Montgomery is awaiting her execution in a “cold, single cell with constant bright lights,” according to a recent lawsuit filed by the American Civil Liberties Union. “Male guards now observe Mrs. Montgomery while she uses the toilet in the new cell.” Her bra, underwear, and socks were taken from her. Instead, she was given a pair of mesh underwear with the instruction, “Be a good girl, now.” Considering the overwhelming pattern of sexual abuse in Montgomery’s life before prison, the ACLU argued that these conditions amounted to torture. Its suit was dismissed.
What Montgomery is facing now in what might be her last days is not exceptional: Prison is a place of deprivation and abuse. But the coercive power of the carceral state can be seen, too, in how it constrains our ability to imagine alternatives. “No one is arguing that Lisa Montgomery should be freed from prison,” Snyder wrote in her New York Times opinion piece. But why shouldn’t they? “We can oppose her execution without accepting the lifelong incarceration of someone with severe mental illness,” countered Liliana Segura, a longtime death penalty reporter who has attended each federal execution this year, on Twitter, when Snyder’s piece was published. Saving Montgomery’s life now is not and does not have to be the limit of justice.

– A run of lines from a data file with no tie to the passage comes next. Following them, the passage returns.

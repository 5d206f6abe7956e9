use actix_web::{HttpRequest, HttpResponse, Result as ActixResult};

use super::{SEARCH_LIMIT, SearchService};
use crate::models::search::responses::SearchResponse;
use crate::models::{ApiResponse, ErrorCode, search::requests::SearchParams};

/// 归一化后的查询计划。
/// 带空格的"院系码 + 数字"组合走课程编号前缀匹配；
/// 其余情况作为单 token 按固定回退顺序解释。
#[derive(Debug, Clone, PartialEq)]
pub enum SearchPlan {
    Empty,
    // "CS 101" 形式：院系短码精确匹配 + 课程编号前缀
    CodeAndNumber { code: String, number: String },
    // 单 token：裸院系码 / 裸课程编号 / 自由文本
    Single { raw: String },
}

/// 查询归一化：去首尾空白；空格分隔且右侧为纯数字时拆为
/// (院系码, 编号前缀)，否则整体作为单 token
pub fn parse_query(q: &str) -> SearchPlan {
    let trimmed = q.trim();
    if trimmed.is_empty() {
        return SearchPlan::Empty;
    }

    if let Some((left, right)) = trimmed.split_once(char::is_whitespace) {
        let code = left.trim().to_uppercase();
        let number = right.trim().to_string();
        if !code.is_empty() && !number.is_empty() && number.chars().all(|c| c.is_ascii_digit()) {
            return SearchPlan::CodeAndNumber { code, number };
        }
    }

    SearchPlan::Single {
        raw: trimmed.to_string(),
    }
}

pub async fn search(
    service: &SearchService,
    params: SearchParams,
    request: &HttpRequest,
) -> ActixResult<HttpResponse> {
    let storage = service.get_storage(request);
    let mut response = SearchResponse::default();

    let result: Result<(), crate::errors::CampusRateError> = async {
        match parse_query(&params.q) {
            SearchPlan::Empty => {}
            SearchPlan::CodeAndNumber { code, number } => {
                // 院系短码精确解析，再取该院系内编号前缀命中的课程
                if let Some(department) = storage.get_department_by_code(&code).await? {
                    response.courses = storage
                        .find_courses_by_number_prefix(Some(department.id), &number, SEARCH_LIMIT)
                        .await?;
                    response.departments.push(department);
                }
            }
            SearchPlan::Single { raw } => {
                // 规则一：院系命中（短码精确 / 名称子串），优先级最高
                if let Some(department) =
                    storage.get_department_by_code(&raw.to_uppercase()).await?
                {
                    response.departments.push(department);
                }
                for department in storage.find_departments_by_name(&raw, SEARCH_LIMIT).await? {
                    if !response.departments.iter().any(|d| d.id == department.id) {
                        response.departments.push(department);
                    }
                }

                if response.departments.is_empty() {
                    if raw.chars().all(|c| c.is_ascii_digit()) {
                        // 规则二：裸课程编号前缀
                        response.courses = storage
                            .find_courses_by_number_prefix(None, &raw, SEARCH_LIMIT)
                            .await?;
                    }

                    if response.courses.is_empty() {
                        // 规则三：课程名/教授名/头衔自由文本
                        response.courses =
                            storage.find_courses_by_name(&raw, SEARCH_LIMIT).await?;
                        response.professors =
                            storage.find_professors_by_name(&raw, SEARCH_LIMIT).await?;
                    }
                }
            }
        }
        Ok(())
    }
    .await;

    match result {
        Ok(()) => Ok(HttpResponse::Ok().json(ApiResponse::success(response, "查询成功"))),
        Err(e) => Ok(
            HttpResponse::InternalServerError().json(ApiResponse::error_empty(
                ErrorCode::InternalServerError,
                format!("Search failed: {e}"),
            )),
        ),
    }
}

#[cfg(test)]
mod tests {
    use super::*;

    #[test]
    fn test_empty_query() {
        assert_eq!(parse_query(""), SearchPlan::Empty);
        assert_eq!(parse_query("   "), SearchPlan::Empty);
    }

    #[test]
    fn test_code_and_number_split() {
        assert_eq!(
            parse_query("cs 101"),
            SearchPlan::CodeAndNumber {
                code: "CS".to_string(),
                number: "101".to_string()
            }
        );
        assert_eq!(
            parse_query("  MATH 2 "),
            SearchPlan::CodeAndNumber {
                code: "MATH".to_string(),
                number: "2".to_string()
            }
        );
    }

    #[test]
    fn test_space_with_non_numeric_right_is_free_text() {
        // "intro programming" 不是 码+数字 组合
        assert_eq!(
            parse_query("intro programming"),
            SearchPlan::Single {
                raw: "intro programming".to_string()
            }
        );
    }

    #[test]
    fn test_single_token() {
        assert_eq!(
            parse_query("CS"),
            SearchPlan::Single {
                raw: "CS".to_string()
            }
        );
        assert_eq!(
            parse_query("15213"),
            SearchPlan::Single {
                raw: "15213".to_string()
            }
        );
    }
}
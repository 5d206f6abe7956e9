use actix_web::{HttpRequest, HttpResponse, Result as ActixResult};
use tracing::info;

use super::UserService;
use crate::models::users::requests::{UpdateUserRequest, UpdateUserRoleRequest};
use crate::models::users::responses::UserResponse;
use crate::models::{ApiResponse, ErrorCode};

/// 管理端变更用户角色。
/// 与状态端点同一条保护规则：管理员账号不可被变更。
pub async fn update_user_role(
    service: &UserService,
    user_id: i64,
    update_data: UpdateUserRoleRequest,
    request: &HttpRequest,
) -> ActixResult<HttpResponse> {
    let storage = service.get_storage(request);

    let target = match storage.get_user_by_id(user_id).await {
        Ok(Some(user)) => user,
        Ok(None) => {
            return Ok(HttpResponse::NotFound().json(ApiResponse::error_empty(
                ErrorCode::UserNotFound,
                "User not found",
            )));
        }
        Err(e) => {
            return Ok(
                HttpResponse::InternalServerError().json(ApiResponse::error_empty(
                    ErrorCode::InternalServerError,
                    format!("Failed to get user: {e}"),
                )),
            );
        }
    };

    if target.is_admin() {
        return Ok(HttpResponse::Forbidden().json(ApiResponse::error_empty(
            ErrorCode::UserProtected,
            "Admin accounts cannot be modified through this endpoint",
        )));
    }

    let update = UpdateUserRequest {
        email: None,
        password: None,
        role: Some(update_data.role.clone()),
        status: None,
    };

    match storage.update_user(user_id, update).await {
        Ok(Some(user)) => {
            info!(
                "User {} role changed to {}",
                user.username, update_data.role
            );
            Ok(HttpResponse::Ok().json(ApiResponse::success(UserResponse { user }, "角色已更新")))
        }
        Ok(None) => Ok(HttpResponse::NotFound().json(ApiResponse::error_empty(
            ErrorCode::UserNotFound,
            "User not found",
        ))),
        Err(e) => Ok(
            HttpResponse::InternalServerError().json(ApiResponse::error_empty(
                ErrorCode::InternalServerError,
                format!("Failed to update user role: {e}"),
            )),
        ),
    }
}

Perhaps accepting Montgomery’s lifelong imprisonment is a pragmatic choice more than a heartfelt position, a kind of acknowledgment that the justice system may not have much else to offer Montgomery or a strategic concession from which to argue that her execution be halted. The stakes of a death penalty case could not be higher. But that’s not a reason to prevent us from also imagining what a more humane response would be.
“It is almost impossible for me to think about the level and the commitment to treatment that Lisa would need to reach anything that we could call healing,” said Leigh Goodmark, law professor at the University of Maryland Francis King Carey School of Law and author of Decriminalizing Domestic Violence: A Balanced Policy Approach to Intimate Partner Violence, in a press call on Tuesday. Any treatment would have to, at a minimum, “accept this history of trauma and not question the underlying basis for her actions.” It would have to focus on “helping her to deal with the PTSD and dissociative disorder that continue to plague her and make her unfit for execution.”

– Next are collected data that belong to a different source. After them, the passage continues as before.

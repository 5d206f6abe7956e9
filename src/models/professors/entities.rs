use serde::{Deserialize, Serialize};
use ts_rs::TS;

// 教授实体
#[derive(Debug, Clone, Serialize, Deserialize, TS)]
#[ts(export, export_to = "../frontend/src/types/generated/professor.ts")]
pub struct Professor {
    pub id: i64,
    pub name: String,
    pub title: String,
    pub email: Option<String>,
    pub bio: Option<String>,
    pub office: Option<String>,
    pub office_hours: Option<String>,
    // 所属院系（至少一个）
    pub department_ids: Vec<i64>,
    // 任教课程（可选）
    pub course_ids: Vec<i64>,
    // 派生值：已通过评价的算术平均分，保留一位小数；无评价时为 0。
    // 只由评分聚合器写入。
    pub avg_rating: f64,
    pub created_at: chrono::DateTime<chrono::Utc>,
    pub updated_at: chrono::DateTime<chrono::Utc>,
}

Fundamentally, however, that is not something a prison is designed to do. “I have to imagine that many of the things Lisa experiences on a daily basis being incarcerated serve as triggers to that continued trauma,” Goodmark said. “I don’t think it’s an ideal treatment setting for anyone, and I think it would be particularly challenging for her, but I think it’s something we should be committed to.”
A reprieve from death should be just the beginning for Lisa Montgomery. What comes after for a life spared? We can demand more than the state’s mercy.